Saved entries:
..............................
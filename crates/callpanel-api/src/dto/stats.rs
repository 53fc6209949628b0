//! Statistics DTOs

use callpanel_core::{format::format_duration, models::CallStatistics};
use chrono::NaiveDate;
use serde::{Deserialize, Serialize};

/// Query parameters for day statistics
#[derive(Debug, Clone, Default, Deserialize)]
pub struct StatsParams {
    /// Day to report on, today when absent
    pub date: Option<NaiveDate>,
}

/// Statistics of one day
#[derive(Debug, Clone, PartialEq, Serialize)]
pub struct CallStatsResponse {
    pub date: NaiveDate,
    pub total_calls: i64,
    pub answered_calls: i64,
    pub missed_calls: i64,
    pub active_calls: i64,
    pub average_answered_duration_seconds: f64,
    pub average_duration_display: String,
    /// Dashboard "success rate"
    pub answer_rate_percent: i64,
}

impl CallStatsResponse {
    pub fn new(date: NaiveDate, stats: CallStatistics) -> Self {
        let average = stats.average_answered_duration_seconds;
        Self {
            date,
            total_calls: stats.total_calls,
            answered_calls: stats.answered_calls,
            missed_calls: stats.missed_calls,
            active_calls: stats.active_calls,
            average_answered_duration_seconds: average,
            average_duration_display: format_duration(Some(average.round() as i64)),
            answer_rate_percent: stats.answer_rate_percent(),
        }
    }
}
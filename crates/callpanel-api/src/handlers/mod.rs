//! HTTP request handlers

pub mod auth;
pub mod calls;
pub mod dashboard;
pub mod reports;
pub mod ws;

pub use auth::configure as configure_auth;
pub use calls::configure as configure_calls;
pub use dashboard::configure as configure_dashboard;
pub use reports::configure as configure_reports;
pub use ws::configure as configure_ws;
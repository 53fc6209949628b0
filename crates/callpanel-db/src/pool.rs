//! PostgreSQL connection pool management

use callpanel_core::{config::DatabaseConfig, AppError, AppResult};
use sqlx::postgres::PgPoolOptions;
use sqlx::PgPool;
use std::time::Duration;
use tracing::{info, warn};

/// Create a PostgreSQL connection pool
///
/// # Arguments
///
/// * `config` - Connection URL, pool size and timeouts
///
/// # Example
///
/// ```no_run
/// use callpanel_core::config::DatabaseConfig;
/// use callpanel_db::create_pool;
///
/// #[tokio::main]
/// async fn main() -> Result<(), Box<dyn std::error::Error>> {
///     let config = DatabaseConfig {
///         url: "postgresql://localhost/pbx".to_string(),
///         max_connections: 5,
///         acquire_timeout_secs: 30,
///         idle_timeout_secs: 600,
///     };
///     let pool = create_pool(&config).await?;
///     Ok(())
/// }
/// ```
pub async fn create_pool(config: &DatabaseConfig) -> AppResult<PgPool> {
    info!("Creating database connection pool");

    let pool = PgPoolOptions::new()
        .max_connections(config.max_connections)
        .acquire_timeout(Duration::from_secs(config.acquire_timeout_secs))
        .idle_timeout(Some(Duration::from_secs(config.idle_timeout_secs)))
        .test_before_acquire(true)
        .connect(&config.url)
        .await
        .map_err(|e| {
            warn!("Failed to create database pool: {}", e);
            AppError::Pool(format!("Failed to connect to database: {}", e))
        })?;

    info!(
        "Database pool created successfully with {} max connections",
        config.max_connections
    );

    // Test the connection
    sqlx::query("SELECT 1")
        .execute(&pool)
        .await
        .map_err(|e| AppError::Database(format!("Database health check failed: {}", e)))?;

    info!("Database connection verified");

    Ok(pool)
}
//! Report overview over a daily series

use callpanel_core::models::{percent_of, DailySummary};
use serde::Serialize;

/// Outcome class in the answered/missed breakdown
#[derive(Debug, Clone, Copy, PartialEq, Eq, Serialize)]
#[serde(rename_all = "snake_case")]
pub enum CallKind {
    Answered,
    Missed,
}

/// Share of one outcome class
#[derive(Debug, Clone, Copy, PartialEq, Eq, Serialize)]
pub struct CallTypeShare {
    pub kind: CallKind,
    pub count: i64,
    pub percentage: i64,
}

/// Headline numbers of the reports page
#[derive(Debug, Clone, PartialEq, Eq, Serialize)]
pub struct ReportOverview {
    pub total_calls: i64,
    pub answered_calls: i64,
    pub missed_calls: i64,
    pub answer_rate_percent: i64,
    pub target_percent: i64,
    /// Answer rate minus target, negative when below target
    pub delta_vs_target: i64,
    /// Mean of the daily averages, days without calls included
    pub mean_daily_average_seconds: i64,
    /// Highest daily total, the chart scale
    pub peak_daily_total: i64,
    pub breakdown: Vec<CallTypeShare>,
}

impl ReportOverview {
    /// Summarize `series` against an answer-rate target
    pub fn from_series(series: &[DailySummary], target_percent: u32) -> Self {
        let total: i64 = series.iter().map(|day| day.total_calls).sum();
        let answered: i64 = series.iter().map(|day| day.answered_calls).sum();
        let missed: i64 = series.iter().map(|day| day.missed_calls).sum();

        let answer_rate = percent_of(answered, total);
        let target = i64::from(target_percent);

        let mean_daily_average = if series.is_empty() {
            0
        } else {
            let sum: i64 = series
                .iter()
                .map(|day| day.average_answered_duration_seconds)
                .sum();
            (sum as f64 / series.len() as f64).round() as i64
        };

        Self {
            total_calls: total,
            answered_calls: answered,
            missed_calls: missed,
            answer_rate_percent: answer_rate,
            target_percent: target,
            delta_vs_target: answer_rate - target,
            mean_daily_average_seconds: mean_daily_average,
            peak_daily_total: series.iter().map(|day| day.total_calls).max().unwrap_or(0),
            breakdown: vec![
                CallTypeShare {
                    kind: CallKind::Answered,
                    count: answered,
                    percentage: percent_of(answered, total),
                },
                CallTypeShare {
                    kind: CallKind::Missed,
                    count: missed,
                    percentage: percent_of(missed, total),
                },
            ],
        }
    }
}
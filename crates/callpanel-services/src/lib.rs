//! CDR aggregation and dashboard services for Callpanel
//!
//! Pure aggregation over call records (statistics, active calls, history
//! pages, daily series, report overview) plus the session-scoped query
//! service and the cancellable dashboard poller built on top of it.

pub mod aggregator;
pub mod daily_summary;
pub mod dashboard;
pub mod history;
pub mod poller;
pub mod query;
pub mod report;

pub use aggregator::{compute_statistics, select_active};
pub use daily_summary::build_daily_summary;
pub use dashboard::{DashboardSnapshot, QueryOutcome};
pub use history::{page_of, HistoryPage};
pub use poller::{DashboardPoller, SnapshotReceiver};
pub use query::CdrQueryService;
pub use report::{CallKind, CallTypeShare, ReportOverview};
//! Callpanel Core Library
//!
//! This crate provides the foundational types, traits, and error handling
//! for the Callpanel call-center dashboard. It includes:
//!
//! - Domain models (CallRecord, DailySummary, Extension)
//! - Store traits for call records and the extension registry
//! - Calendar helpers bound to a single configured timezone
//! - Duration and date-time formatters
//! - Unified error handling with HTTP response mapping
//! - Application configuration

pub mod calendar;
pub mod config;
pub mod error;
pub mod format;
pub mod models;
pub mod traits;

pub use config::AppConfig;
pub use error::AppError;

/// Result type alias using AppError
pub type AppResult<T> = Result<T, AppError>;
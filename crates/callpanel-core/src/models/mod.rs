//! Domain models for Callpanel
//!
//! This module contains all the core domain models used throughout the application.

pub mod call_record;
pub mod extension;
pub mod summary;

pub use call_record::{CallRecord, Disposition, DIAL_APPLICATION};
pub use extension::{Extension, ExtensionProfile};
pub use summary::{percent_of, CallStatistics, DailySummary};
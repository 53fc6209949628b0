//! Aggregated call views
//!
//! Value objects produced by the aggregation layer. None of them are
//! persisted; they are recomputed on every request.

use chrono::NaiveDate;
use serde::{Deserialize, Serialize};

/// Statistics over the calls of one day
#[derive(Debug, Clone, Copy, PartialEq, Default, Serialize, Deserialize)]
pub struct CallStatistics {
    pub total_calls: i64,
    pub answered_calls: i64,
    pub missed_calls: i64,
    /// Calls inferred to be in progress
    pub active_calls: i64,
    pub average_answered_duration_seconds: f64,
}

impl CallStatistics {
    /// Answered share of all calls, rounded to a whole percent
    pub fn answer_rate_percent(&self) -> i64 {
        percent_of(self.answered_calls, self.total_calls)
    }
}

/// Calls of one calendar day
#[derive(Debug, Clone, PartialEq, Eq, Serialize, Deserialize)]
pub struct DailySummary {
    pub date: NaiveDate,
    pub total_calls: i64,
    pub answered_calls: i64,
    pub missed_calls: i64,
    /// Mean answered duration, rounded to the nearest second
    pub average_answered_duration_seconds: i64,
}

impl DailySummary {
    /// Zero-valued summary for `date`
    pub fn empty(date: NaiveDate) -> Self {
        Self {
            date,
            total_calls: 0,
            answered_calls: 0,
            missed_calls: 0,
            average_answered_duration_seconds: 0,
        }
    }
}

/// `part / whole` as a rounded percentage, 0 when `whole` is 0
pub fn percent_of(part: i64, whole: i64) -> i64 {
    if whole <= 0 {
        return 0;
    }
    (part as f64 / whole as f64 * 100.0).round() as i64
}
//! API layer for Callpanel
//!
//! HTTP handlers for extension sessions, call statistics, call history,
//! daily reports and the live dashboard feed.

#![forbid(unsafe_code)]

pub mod dto;
pub mod handlers;

use actix_web::web;

pub use dto::{ApiResponse, PaginationParams};
pub use handlers::{
    configure_auth, configure_calls, configure_dashboard, configure_reports, configure_ws,
};

/// Mount every `/api/v1` route
pub fn configure_api(cfg: &mut web::ServiceConfig) {
    cfg.configure(configure_auth)
        .configure(configure_dashboard)
        .configure(configure_calls)
        .configure(configure_reports);
}
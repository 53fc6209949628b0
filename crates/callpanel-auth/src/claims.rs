//! JWT Claims structure
//!
//! Defines the claims carried by an extension session token.

use chrono::{Duration, Utc};
use serde::{Deserialize, Serialize};
use uuid::Uuid;

/// JWT Claims
///
/// The subject is the extension number; `jti` identifies the session so
/// that logout can revoke it before expiry.
#[derive(Debug, Clone, Serialize, Deserialize, PartialEq, Eq)]
pub struct Claims {
    /// Subject (extension number)
    pub sub: String,

    /// Session identifier
    pub jti: String,

    /// Issued at (Unix timestamp)
    pub iat: i64,

    /// Expiration time (Unix timestamp)
    pub exp: i64,
}

impl Claims {
    /// Create new claims for an extension
    ///
    /// # Examples
    ///
    /// ```
    /// use callpanel_auth::Claims;
    ///
    /// let claims = Claims::new("2001");
    /// assert_eq!(claims.sub, "2001");
    /// assert!(!claims.jti.is_empty());
    /// ```
    pub fn new(extension: &str) -> Self {
        let now = Utc::now();

        Self {
            sub: extension.to_string(),
            jti: Uuid::new_v4().to_string(),
            iat: now.timestamp(),
            exp: 0, // Will be set by JwtService
        }
    }

    /// Create new claims with custom expiration duration
    pub fn with_expiration(extension: &str, expires_in_secs: i64) -> Self {
        let mut claims = Self::new(extension);
        claims.exp = (Utc::now() + Duration::seconds(expires_in_secs)).timestamp();
        claims
    }

    /// Check if the token is expired
    pub fn is_expired(&self) -> bool {
        let now = Utc::now().timestamp();
        self.exp <= now
    }

    /// Extension number the session belongs to
    pub fn extension(&self) -> &str {
        &self.sub
    }
}
//! LLM integration
//!
//! The conversation model ([`Content`], [`Part`]), the request/response
//! types, the [`LlmProvider`] trait and the Gemini implementation.

pub mod content;
pub mod converters;
pub mod google;
pub mod messages;
pub mod parser;
pub mod provider;

pub use content::{Content, FunctionCall, FunctionResponse, Part, Role};
pub use google::{DEFAULT_GOOGLE_BASE_URL, GoogleProvider};
pub use messages::{GenerationConfig, LlmRequest, LlmResponse, LlmUsage};
pub use provider::LlmProvider;

#[cfg(test)]
pub use provider::MockLlmProvider;
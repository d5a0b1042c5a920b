//! Session type definitions

use crate::events::Event;
use crate::llm::Content;
use chrono::{DateTime, Utc};
use serde::{Deserialize, Serialize};
use serde_json::Value;
use std::collections::HashMap;

/// A conversation between one user and one app
#[derive(Debug, Clone, PartialEq, Serialize, Deserialize)]
pub struct Session {
    pub id: String,
    pub app_name: String,
    pub user_id: String,
    /// Free-form key/value state
    #[serde(default)]
    pub state: HashMap<String, Value>,
    #[serde(default)]
    pub events: Vec<Event>,
    pub last_update_time: DateTime<Utc>,
}

impl Session {
    pub fn new(
        id: impl Into<String>,
        app_name: impl Into<String>,
        user_id: impl Into<String>,
        state: HashMap<String, Value>,
    ) -> Self {
        Self {
            id: id.into(),
            app_name: app_name.into(),
            user_id: user_id.into(),
            state,
            events: Vec::new(),
            last_update_time: Utc::now(),
        }
    }

    /// Conversation history as model contents
    pub fn contents(&self) -> Vec<Content> {
        self.events
            .iter()
            .filter_map(|event| event.content.clone())
            .filter(|content| !content.parts.is_empty())
            .collect()
    }

    /// Copy without the event history
    pub fn summary(&self) -> Self {
        Self {
            events: Vec::new(),
            ..self.clone()
        }
    }
}
//! Configuration model

use super::api_key::mask_api_key;
use crate::error::{AgentError, AgentResult};
use crate::llm::{DEFAULT_GOOGLE_BASE_URL, GenerationConfig, GoogleProvider};
use crate::mcp::ConnectionParams;
use serde::{Deserialize, Serialize};
use std::collections::HashMap;

/// Model used when nothing else selects one
pub const DEFAULT_MODEL: &str = "gemini-2.0-flash";

/// Model selection and credentials
#[derive(Clone, PartialEq)]
pub struct ModelParameters {
    pub model: String,
    pub api_key: Option<String>,
    pub base_url: String,
    pub generation: GenerationConfig,
}

impl Default for ModelParameters {
    fn default() -> Self {
        Self {
            model: DEFAULT_MODEL.to_string(),
            api_key: None,
            base_url: DEFAULT_GOOGLE_BASE_URL.to_string(),
            generation: GenerationConfig::default(),
        }
    }
}

impl ModelParameters {
    /// The API key, or a configuration error naming where to set it
    pub fn require_api_key(&self) -> AgentResult<&str> {
        self.api_key
            .as_deref()
            .filter(|k| !k.is_empty())
            .ok_or_else(|| {
                AgentError::config(
                    "Google API key not provided; set GOOGLE_API_KEY (or GEMINI_API_KEY) in the environment or .env",
                )
            })
    }

    /// Display-safe version of the API key
    pub fn masked_api_key(&self) -> Option<String> {
        self.api_key.as_deref().map(mask_api_key)
    }

    /// Build the Gemini provider these parameters describe
    pub fn build_provider(&self) -> AgentResult<GoogleProvider> {
        let key = self.require_api_key()?;
        Ok(GoogleProvider::new(key)?.with_base_url(self.base_url.clone()))
    }
}

impl std::fmt::Debug for ModelParameters {
    fn fmt(&self, f: &mut std::fmt::Formatter<'_>) -> std::fmt::Result {
        f.debug_struct("ModelParameters")
            .field("model", &self.model)
            .field("api_key", &self.masked_api_key())
            .field("base_url", &self.base_url)
            .field("generation", &self.generation)
            .finish()
    }
}

/// Resolved application configuration
#[derive(Debug, Clone, Default, PartialEq)]
pub struct AppConfig {
    pub model: ModelParameters,
    /// SSE server URL from `SERVER_URL`
    pub server_url: Option<String>,
    /// Named MCP servers from the config file
    pub servers: HashMap<String, ConnectionParams>,
}

impl AppConfig {
    /// Look up a named server from the config file
    pub fn server(&self, name: &str) -> AgentResult<&ConnectionParams> {
        self.servers.get(name).ok_or_else(|| {
            let mut known: Vec<&str> = self.servers.keys().map(String::as_str).collect();
            known.sort_unstable();
            AgentError::not_found(
                "server",
                format!(
                    "MCP server '{}' is not defined in the config file (known: {})",
                    name,
                    if known.is_empty() {
                        "none".to_string()
                    } else {
                        known.join(", ")
                    }
                ),
            )
        })
    }

    /// Apply a command-line model override
    pub fn with_model_override(mut self, model: Option<String>) -> Self {
        if let Some(model) = model.filter(|m| !m.is_empty()) {
            self.model.model = model;
        }
        self
    }
}

/// On-disk JSON configuration file
#[derive(Debug, Clone, Default, Serialize, Deserialize)]
#[serde(deny_unknown_fields)]
pub struct ConfigFile {
    #[serde(default)]
    pub model: Option<String>,
    #[serde(default)]
    pub base_url: Option<String>,
    #[serde(default)]
    pub generation: GenerationConfig,
    #[serde(default)]
    pub servers: HashMap<String, ConnectionParams>,
}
..............................
• _Requirement_:
Only one stretch of the records above is wanted: the lines between the one holding "pub mod report;" and the one holding "pub fn answer_rate_percent(&self)", inclusive, reproduced exactly.

• _Problem solution_:
pub mod report;

pub use aggregator::{compute_statistics, select_active};
pub use daily_summary::build_daily_summary;
pub use dashboard::{DashboardSnapshot, QueryOutcome};
pub use history::{page_of, HistoryPage};
pub use poller::{DashboardPoller, SnapshotReceiver};
pub use query::CdrQueryService;
pub use report::{CallKind, CallTypeShare, ReportOverview};
//! Callpanel Core Library
//!
//! This crate provides the foundational types, traits, and error handling
//! for the Callpanel call-center dashboard. It includes:
//!
//! - Domain models (CallRecord, DailySummary, Extension)
//! - Store traits for call records and the extension registry
//! - Calendar helpers bound to a single configured timezone
//! - Duration and date-time formatters
//! - Unified error handling with HTTP response mapping
//! - Application configuration

pub mod calendar;
pub mod config;
pub mod error;
pub mod format;
pub mod models;
pub mod traits;

pub use config::AppConfig;
pub use error::AppError;

/// Result type alias using AppError
pub type AppResult<T> = Result<T, AppError>;
filename crates/callpanel-core/src/models/mod.rs
//! Domain models for Callpanel
//!
//! This module contains all the core domain models used throughout the application.

pub mod call_record;
pub mod extension;
pub mod summary;

pub use call_record::{CallRecord, Disposition, DIAL_APPLICATION};
pub use extension::{Extension, ExtensionProfile};
pub use summary::{percent_of, CallStatistics, DailySummary};
repository 53fc6209949628b0
//! Aggregated call views
//!
//! Value objects produced by the aggregation layer. None of them are
//! persisted; they are recomputed on every request.

use chrono::NaiveDate;
use serde::{Deserialize, Serialize};

/// Statistics over the calls of one day
#[derive(Debug, Clone, Copy, PartialEq, Default, Serialize, Deserialize)]
pub struct CallStatistics {
    pub total_calls: i64,
    pub answered_calls: i64,
    pub missed_calls: i64,
    /// Calls inferred to be in progress
    pub active_calls: i64,
    pub average_answered_duration_seconds: f64,
}

impl CallStatistics {
    /// Answered share of all calls, rounded to a whole percent
    pub fn answer_rate_percent(&self) -> i64 {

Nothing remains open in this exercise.